impl SessionController {
    #[allow(clippy::too_many_arguments)]
    pub fn new(
        identity: Arc<dyn IdentityProvider>,
        users: UserRepository,
        pre_registrations: PreRegistrationRepository,
        cell: SessionCell,
        directory: ClientDirectory,
        workflow: OrderWorkflow,
        view: ViewStore,
        audit: SecurityAudit,
        bootstrap_admin: &str,
        idle_window: Duration,
    ) -> Self {
        Self {
            inner: Arc::new(Inner {
                identity,
                users,
                pre_registrations,
                cell,
                directory,
                workflow,
                view,
                audit,
                bootstrap_admin: bootstrap_admin.trim().to_lowercase(),
                runtime: Mutex::new(Runtime {
                    idle: IdleTimer::new(idle_window),
                    activity: ActivityTracker::default(),
                    subscriptions: SubscriptionArena::default(),
                    watcher: None,
                }),
                transitions: tokio::sync::Mutex::new(()),
            }),
        }
    }

    fn from_weak(weak: &Weak<Inner>) -> Option<Self> {
        weak.upgrade().map(|inner| Self { inner })
    }

    fn runtime(&self) -> MutexGuard<'_, Runtime> {
        self.inner.runtime.lock().unwrap_or_else(|p| p.into_inner())
    }

    // =========================================================================
    //  ESTADO DE AUTENTICAÇÃO
    // =========================================================================

    /// Passa a observar o estado do provedor de identidade.
    pub fn start(&self) {
        let mut state = self.inner.identity.auth_state();
        let weak = Arc::downgrade(&self.inner);

        let watcher = tokio::spawn(async move {
            loop {
                let identity = state.borrow_and_update().clone();
                match Self::from_weak(&weak) {
                    Some(controller) => controller.handle_auth_change(identity).await,
                    None => break,
                }
                if state.changed().await.is_err() {
                    break;
                }
            }
        });

        if let Some(previous) = self.runtime().watcher.replace(watcher) {
            previous.abort();
        }
        tracing::info!("✅ Controlador de sessão observando o provedor de identidade");
    }

    /// Reage a uma mudança de estado. Eventos antigos (que não batem com o
    /// estado atual do provedor) e repetições para o mesmo usuário são ignorados.
    pub async fn handle_auth_change(&self, identity: Option<Identity>) {
        let _transition = self.inner.transitions.lock().await;
        let provider_uid = self.inner.identity.current().map(|i| i.uid);

        match identity {
            Some(identity) => {
                if provider_uid.as_deref() != Some(identity.uid.as_str()) {
                    tracing::debug!("Evento de login obsoleto para {}", identity.email);
                    return;
                }
                if let Some(active) = self.inner.cell.current() {
                    if active.uid == identity.uid {
                        return;
                    }
                    self.teardown();
                }
                self.on_signed_in(identity).await;
            }
            None => {
                if provider_uid.is_some() {
                    return;
                }
                if let Some(session) = self.inner.cell.current() {
                    self.teardown();
                    self.inner.audit.record(
                        AuditEvent::Logout,
                        json!({ "uid": session.uid, "reason": LogoutReason::SignedOutElsewhere }),
                    );
                    self.inner.view.toast(NotificationLevel::Info, "signed_out");
                }
            }
        }
    }

    /// Login por e-mail e senha, sujeito ao bloqueio por tentativas.
    pub async fn sign_in(&self, email: &str, password: &str) -> Result<AuthResponse, AppError> {
        let email = email.trim().to_lowercase();

        if self.inner.audit.is_locked_out() {
            self.inner
                .audit
                .record(AuditEvent::LoginBlocked, json!({ "email": email }));
            return Err(AuthError::TooManyAttempts.into());
        }
        self.inner
            .audit
            .record(AuditEvent::LoginAttempt, json!({ "email": email }));

        let signed_in = match self.inner.identity.sign_in(&email, password).await {
            Ok(signed_in) => signed_in,
            Err(e) => {
                let code = match &e {
                    AppError::Auth(auth) => auth.code(),
                    _ => "unknown",
                };
                self.inner
                    .audit
                    .record(AuditEvent::LoginFailed, json!({ "email": email, "code": code }));
                tracing::warn!("⚠️ Login recusado para {}: {}", email, code);
                return Err(e);
            }
        };

        self.inner.audit.record(
            AuditEvent::LoginSuccess,
            json!({ "email": email, "uid": signed_in.identity.uid }),
        );

        self.handle_auth_change(Some(signed_in.identity)).await;
        let session = self.inner.cell.require()?;
        Ok(AuthResponse {
            token: signed_in.id_token,
            session,
        })
    }

    async fn on_signed_in(&self, identity: Identity) {
        let (role, display_name) = self.resolve_profile(&identity).await;
        let session = self.inner.cell.install(&identity, display_name, role);

        {
            let mut runtime = self.runtime();
            runtime.activity.bind();
            self.arm_idle(&mut runtime, session.generation);
        }

        let subscriptions = [
            self.inner.directory.subscribe(&session).await,
            self.inner.workflow.subscribe(&session).await,
        ];
        for subscription in subscriptions {
            match subscription {
                Ok(handle) => self.runtime().subscriptions.register(handle),
                Err(e) => {
                    tracing::error!("🔥 Falha ao assinar atualizações: {}", e);
                    self.inner.view.notify(
                        NotificationLevel::Error,
                        "sync_failed",
                        Some(e.to_string()),
                        true,
                    );
                }
            }
        }

        self.inner.view.show_app(badge(&session));
        self.inner.view.set_draft_date(Local::now().date_naive());
        self.inner.workflow.refresh_draft_number().await;

        tracing::info!("✅ Sessão iniciada: {} ({})", session.email, session.role.as_str());
    }

    // =========================================================================
    //  PERFIL E PAPEL
    // =========================================================================

    /// Nunca falha: qualquer erro na resolução resulta no papel "user".
    async fn resolve_profile(&self, identity: &Identity) -> (Role, String) {
        match self.try_resolve_profile(identity).await {
            Ok(resolved) => resolved,
            Err(e) => {
                tracing::warn!(
                    "⚠️ Falha ao resolver o papel de {}: {}; seguindo como 'user'",
                    identity.email,
                    e
                );
                (Role::User, fallback_name(identity, None))
            }
        }
    }

    async fn try_resolve_profile(&self, identity: &Identity) -> Result<(Role, String), AppError> {
        let is_bootstrap = identity.email.eq_ignore_ascii_case(&self.inner.bootstrap_admin);

        if let Some(profile) = self.inner.users.find(&identity.uid).await? {
            let name = fallback_name(identity, Some(&profile.name));
            if is_bootstrap && !profile.role.is_admin() {
                self.inner.users.set_role(&identity.uid, Role::Admin).await?;
                self.inner
                    .view
                    .notify(NotificationLevel::Info, "admin_elevated", None, false);
                tracing::info!("🛡️ {} promovido a administrador", identity.email);
                return Ok((Role::Admin, name));
            }
            return Ok((profile.role, name));
        }

        let invite = self.inner.pre_registrations.find(&identity.email).await?;
        let role = if is_bootstrap {
            Role::Admin
        } else {
            invite.as_ref().map(|i| i.role).unwrap_or_default()
        };
        let name = fallback_name(identity, invite.as_ref().map(|i| i.name.as_str()));

        self.inner
            .users
            .create(&identity.uid, &identity.email, &name, role)
            .await?;
        Ok((role, name))
    }

    /// Troca de papel feita por um administrador; reflete na sessão se for a própria.
    pub fn apply_role_change(&self, uid: &str, role: Role) {
        self.inner.cell.set_role(uid, role);
        if let Some(session) = self.inner.cell.current().filter(|s| s.uid == uid) {
            self.inner.view.set_role_badge(badge(&session));
        }
    }

    // =========================================================================
    //  INATIVIDADE
    // =========================================================================

    fn arm_idle(&self, runtime: &mut Runtime, generation: u64) {
        let weak = Arc::downgrade(&self.inner);
        runtime.idle.arm(move |sequence| {
            if let Some(controller) = Self::from_weak(&weak) {
                tokio::spawn(async move {
                    controller.on_idle_expired(generation, sequence).await;
                });
            }
        });
    }

    async fn on_idle_expired(&self, generation: u64, sequence: u64) {
        if !self.runtime().idle.is_latest(sequence) {
            return;
        }
        let expiry = IdleExpiry { generation, sequence };
        if self.end_session(Some(expiry), LogoutReason::IdleTimeout).await {
            tracing::info!("⏰ Sessão expirada por inatividade");
        }
    }

    /// Registra uma atividade do usuário e reinicia a janela de inatividade.
    pub fn record_activity(&self, kind: UserActivity) -> bool {
        let Some(session) = self.inner.cell.current() else {
            return false;
        };
        let mut runtime = self.runtime();
        if !runtime.activity.is_attached(kind) {
            return false;
        }
        self.arm_idle(&mut runtime, session.generation);
        true
    }

    /// Liga os listeners de atividade. Se já estiverem ligados, só reinicia o timer.
    pub fn bind_activity_listeners(&self) -> bool {
        let Some(session) = self.inner.cell.current() else {
            return false;
        };
        let mut runtime = self.runtime();
        let attached = runtime.activity.bind();
        self.arm_idle(&mut runtime, session.generation);
        attached
    }

    pub fn idle_window(&self) -> Duration {
        self.runtime().idle.window()
    }

    // =========================================================================
    //  LOGOUT
    // =========================================================================

    pub async fn logout(&self, reason: LogoutReason) -> bool {
        self.end_session(None, reason).await
    }

    /// Encerra a sessão uma única vez. Na expiração, só se a sessão e o
    /// disparo do timer ainda forem os correntes depois de obter o lock.
    async fn end_session(&self, expiry: Option<IdleExpiry>, reason: LogoutReason) -> bool {
        let _transition = self.inner.transitions.lock().await;

        let Some(session) = self.inner.cell.current() else {
            return false;
        };
        if let Some(expiry) = expiry {
            if expiry.generation != session.generation
                || !self.runtime().idle.is_latest(expiry.sequence)
            {
                tracing::debug!("Expiração descartada: houve atividade ou a sessão mudou");
                return false;
            }
        }

        self.teardown();

        let event = match reason {
            LogoutReason::IdleTimeout => AuditEvent::SessionTimeout,
            _ => AuditEvent::Logout,
        };
        self.inner
            .audit
            .record(event, json!({ "uid": session.uid, "email": session.email, "reason": reason }));

        match reason {
            LogoutReason::IdleTimeout => {
                self.inner
                    .view
                    .notify(NotificationLevel::Warning, "session_expired", None, true);
            }
            _ => {
                self.inner.view.toast(NotificationLevel::Info, "signed_out");
            }
        }

        if let Err(e) = self.inner.identity.sign_out().await {
            tracing::warn!("⚠️ Falha ao desconectar do provedor de identidade: {}", e);
        }
        true
    }

    /// Libera timer, listeners, assinaturas e caches, e volta à tela de login.
    fn teardown(&self) {
        let session = self.inner.cell.clear();

        let (listeners, subscriptions) = {
            let mut runtime = self.runtime();
            runtime.idle.cancel();
            (runtime.activity.detach_all(), runtime.subscriptions.dispose_all())
        };

        self.inner.directory.clear_cache();
        self.inner.workflow.clear_cache();
        self.inner.view.show_login();

        if let Some(session) = session {
            tracing::info!(
                "🔒 Sessão de {} encerrada ({} listeners, {} assinaturas)",
                session.email,
                listeners,
                subscriptions
            );
        }
    }

    // =========================================================================
    //  CONSULTAS
    // =========================================================================

    pub fn current(&self) -> Option<UserSession> {
        self.inner.cell.current()
    }

    pub fn is_active(&self) -> bool {
        self.inner.cell.current().is_some()
    }

    pub fn subscription_count(&self) -> usize {
        self.runtime().subscriptions.len()
    }

    pub fn listeners_attached(&self) -> usize {
        self.runtime().activity.len()
    }

    pub fn idle_timer_armed(&self) -> bool {
        self.runtime().idle.is_armed()
    }
}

**WHAT IS EXPECTED:**
Reproduce only the lines above, starting at the line with "pub fn start(&self)" and ending at the line with "let identity = state.borrow_and_update().clone();", exactly as written.

**TASK OUTPUT:**
    pub fn start(&self) {
        let mut state = self.inner.identity.auth_state();
        let weak = Arc::downgrade(&self.inner);

        let watcher = tokio::spawn(async move {
            loop {
                let identity = state.borrow_and_update().clone();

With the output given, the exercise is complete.